What you should do | What lines in the data hold the string "watcher"? Show them.

--- START ---

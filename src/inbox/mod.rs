//! Delivery notifications
//!
//! The portal answers each accepted request with an e-mail holding a link to
//! the prepared archive. This module reads those mails (without marking them
//! read or deleting them), pairs them with submitted batches and hands back the
//! links to download.

mod mailbox;
mod matcher;
mod watcher;

pub use mailbox::{ImapCredentials, ImapMailbox, MailMessage, Mailbox};
pub use matcher::{
    extract_download_link, strategy_for, ArrivalOrderMatcher, AutoMatcher, Delivery, Match,
    MatchStrategy, PendingBatch, TokenMatcher,
};
pub use watcher::InboxWatcher;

--- END ---

Expected output |
mod watcher;
pub use watcher::InboxWatcher;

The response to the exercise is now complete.